# Data records:
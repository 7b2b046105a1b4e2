//! Named pull queues that connect producers and consumers outside of push
//! routing.
//!
//! A storage component deposits a [`PendingRelease`] under a queue name; a
//! consumer with spare capacity asks for the next one. Whichever side shows up
//! first waits. For any name, the pending list and the waiting list are never
//! both non-empty once an operation returns.

use std::collections::{BTreeMap, VecDeque};

use tracing::trace;

use crate::id::{ComponentId, EntityId};
use crate::kernel::Holder;
use crate::queue::QueueDiscipline;

/// An entity parked in a storage slot, waiting for a consumer to pull it.
#[derive(Debug, Clone, Copy, PartialEq, Eq)]
pub struct PendingRelease {
    pub entity: EntityId,
    /// The storage slot that keeps the entity until it is pulled.
    pub holder: Holder,
}

/// A consumer waiting on one or more queues.
#[derive(Debug, Clone, Copy, PartialEq, Eq)]
pub struct Waiter {
    pub consumer: ComponentId,
    /// Registered on several queues at once.
    pub multipool: bool,
}

#[derive(Debug, Clone, Default)]
struct PullQueue {
    discipline: QueueDiscipline,
    pending: VecDeque<PendingRelease>,
    waiting: Vec<Waiter>,
}

/// Registry of named pull queues. One per model.
#[derive(Debug, Clone, Default)]
pub struct StorageManager {
    queues: BTreeMap<String, PullQueue>,
}

impl StorageManager {
    pub fn new() -> Self {
        Self::default()
    }

    /// Declare a queue (or change its discipline). Queues are also created
    /// on first use with FIFO order.
    pub fn add_queue(&mut self, name: &str, discipline: QueueDiscipline) {
        self.queues.entry(name.to_string()).or_default().discipline = discipline;
    }

    pub fn has_queue(&self, name: &str) -> bool {
        self.queues.contains_key(name)
    }

    /// Deposit an entity. Returns every consumer that was waiting on `name`;
    /// multipool consumers are taken off their other queues too. The caller
    /// gives each of them a chance to pull.
    pub fn add_to_queue(&mut self, name: &str, release: PendingRelease) -> Vec<Waiter> {
        let queue = self.queues.entry(name.to_string()).or_default();
        queue.pending.push_back(release);
        let waiters = std::mem::take(&mut queue.waiting);
        for waiter in waiters.iter().filter(|w| w.multipool) {
            self.remove_from_all_pools(waiter.consumer);
        }
        trace!(queue = name, woken = waiters.len(), "entity deposited");
        waiters
    }

    /// Take the next pending entity for `consumer`, or register it as
    /// waiting when there is none.
    pub fn release_next(
        &mut self,
        name: &str,
        consumer: ComponentId,
        multipool: bool,
    ) -> Option<PendingRelease> {
        let queue = self.queues.entry(name.to_string()).or_default();
        let next = match queue.discipline {
            QueueDiscipline::Fifo => queue.pending.pop_front(),
            QueueDiscipline::Lifo => queue.pending.pop_back(),
        };
        match next {
            Some(release) => {
                queue.waiting.retain(|w| w.consumer != consumer);
                Some(release)
            }
            None => {
                if !queue.waiting.iter().any(|w| w.consumer == consumer) {
                    queue.waiting.push(Waiter { consumer, multipool });
                }
                None
            }
        }
    }

    pub fn remove_from_pool(&mut self, name: &str, consumer: ComponentId) {
        if let Some(queue) = self.queues.get_mut(name) {
            queue.waiting.retain(|w| w.consumer != consumer);
        }
    }

    pub fn remove_from_all_pools(&mut self, consumer: ComponentId) {
        for queue in self.queues.values_mut() {
            queue.waiting.retain(|w| w.consumer != consumer);
        }
    }

    pub fn is_queue_empty(&self, name: &str) -> bool {
        self.queue_len(name) == 0
    }

    pub fn queue_len(&self, name: &str) -> usize {
        self.queues.get(name).map_or(0, |q| q.pending.len())
    }

    pub fn waiting_len(&self, name: &str) -> usize {
        self.queues.get(name).map_or(0, |q| q.waiting.len())
    }

    pub fn queue_names(&self) -> impl Iterator<Item = &str> {
        self.queues.keys().map(String::as_str)
    }

    /// Empty every queue, keeping names and disciplines.
    pub fn reset(&mut self) {
        for queue in self.queues.values_mut() {
            queue.pending.clear();
            queue.waiting.clear();
        }
    }

    /// Pending and waiting lists are never both non-empty.
    pub fn is_consistent(&self) -> bool {
        self.queues
            .values()
            .all(|q| q.pending.is_empty() || q.waiting.is_empty())
    }
}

# Task objective:
Retype each line above with no alterations.

# Answer space:
repository 7b2b046105a1b4e2
//! Named pull queues that connect producers and consumers outside of push
//! routing.
//!
//! A storage component deposits a [`PendingRelease`] under a queue name; a
//! consumer with spare capacity asks for the next one. Whichever side shows up
//! first waits. For any name, the pending list and the waiting list are never
//! both non-empty once an operation returns.

use std::collections::{BTreeMap, VecDeque};

use tracing::trace;

use crate::id::{ComponentId, EntityId};
use crate::kernel::Holder;
use crate::queue::QueueDiscipline;

/// An entity parked in a storage slot, waiting for a consumer to pull it.
#[derive(Debug, Clone, Copy, PartialEq, Eq)]
pub struct PendingRelease {
    pub entity: EntityId,
    /// The storage slot that keeps the entity until it is pulled.
    pub holder: Holder,
}

/// A consumer waiting on one or more queues.
#[derive(Debug, Clone, Copy, PartialEq, Eq)]
pub struct Waiter {
    pub consumer: ComponentId,
    /// Registered on several queues at once.
    pub multipool: bool,
}

#[derive(Debug, Clone, Default)]
struct PullQueue {
    discipline: QueueDiscipline,
    pending: VecDeque<PendingRelease>,
    waiting: Vec<Waiter>,
}

/// Registry of named pull queues. One per model.
#[derive(Debug, Clone, Default)]
pub struct StorageManager {
    queues: BTreeMap<String, PullQueue>,
}

impl StorageManager {
    pub fn new() -> Self {
        Self::default()
    }

    /// Declare a queue (or change its discipline). Queues are also created
    /// on first use with FIFO order.
    pub fn add_queue(&mut self, name: &str, discipline: QueueDiscipline) {
        self.queues.entry(name.to_string()).or_default().discipline = discipline;
    }

    pub fn has_queue(&self, name: &str) -> bool {
        self.queues.contains_key(name)
    }

    /// Deposit an entity. Returns every consumer that was waiting on `name`;
    /// multipool consumers are taken off their other queues too. The caller
    /// gives each of them a chance to pull.
    pub fn add_to_queue(&mut self, name: &str, release: PendingRelease) -> Vec<Waiter> {
        let queue = self.queues.entry(name.to_string()).or_default();
        queue.pending.push_back(release);
        let waiters = std::mem::take(&mut queue.waiting);
        for waiter in waiters.iter().filter(|w| w.multipool) {
            self.remove_from_all_pools(waiter.consumer);
        }
        trace!(queue = name, woken = waiters.len(), "entity deposited");
        waiters
    }

    /// Take the next pending entity for `consumer`, or register it as
    /// waiting when there is none.
    pub fn release_next(
        &mut self,
        name: &str,
        consumer: ComponentId,
        multipool: bool,
    ) -> Option<PendingRelease> {
        let queue = self.queues.entry(name.to_string()).or_default();
        let next = match queue.discipline {
            QueueDiscipline::Fifo => queue.pending.pop_front(),
            QueueDiscipline::Lifo => queue.pending.pop_back(),
        };
        match next {
            Some(release) => {
                queue.waiting.retain(|w| w.consumer != consumer);
                Some(release)
            }
            None => {
                if !queue.waiting.iter().any(|w| w.consumer == consumer) {
                    queue.waiting.push(Waiter { consumer, multipool });
                }
                None
            }
        }
    }

    pub fn remove_from_pool(&mut self, name: &str, consumer: ComponentId) {
        if let Some(queue) = self.queues.get_mut(name) {
            queue.waiting.retain(|w| w.consumer != consumer);
        }
    }

    pub fn remove_from_all_pools(&mut self, consumer: ComponentId) {
        for queue in self.queues.values_mut() {
            queue.waiting.retain(|w| w.consumer != consumer);
        }
    }

    pub fn is_queue_empty(&self, name: &str) -> bool {
        self.queue_len(name) == 0
    }

    pub fn queue_len(&self, name: &str) -> usize {
        self.queues.get(name).map_or(0, |q| q.pending.len())
    }

    pub fn waiting_len(&self, name: &str) -> usize {
        self.queues.get(name).map_or(0, |q| q.waiting.len())
    }

    pub fn queue_names(&self) -> impl Iterator<Item = &str> {
        self.queues.keys().map(String::as_str)
    }

    /// Empty every queue, keeping names and disciplines.
    pub fn reset(&mut self) {
        for queue in self.queues.values_mut() {
            queue.pending.clear();
            queue.waiting.clear();
        }
    }

    /// Pending and waiting lists are never both non-empty.
    pub fn is_consistent(&self) -> bool {
        self.queues
            .values()
            .all(|q| q.pending.is_empty() || q.waiting.is_empty())
    }
}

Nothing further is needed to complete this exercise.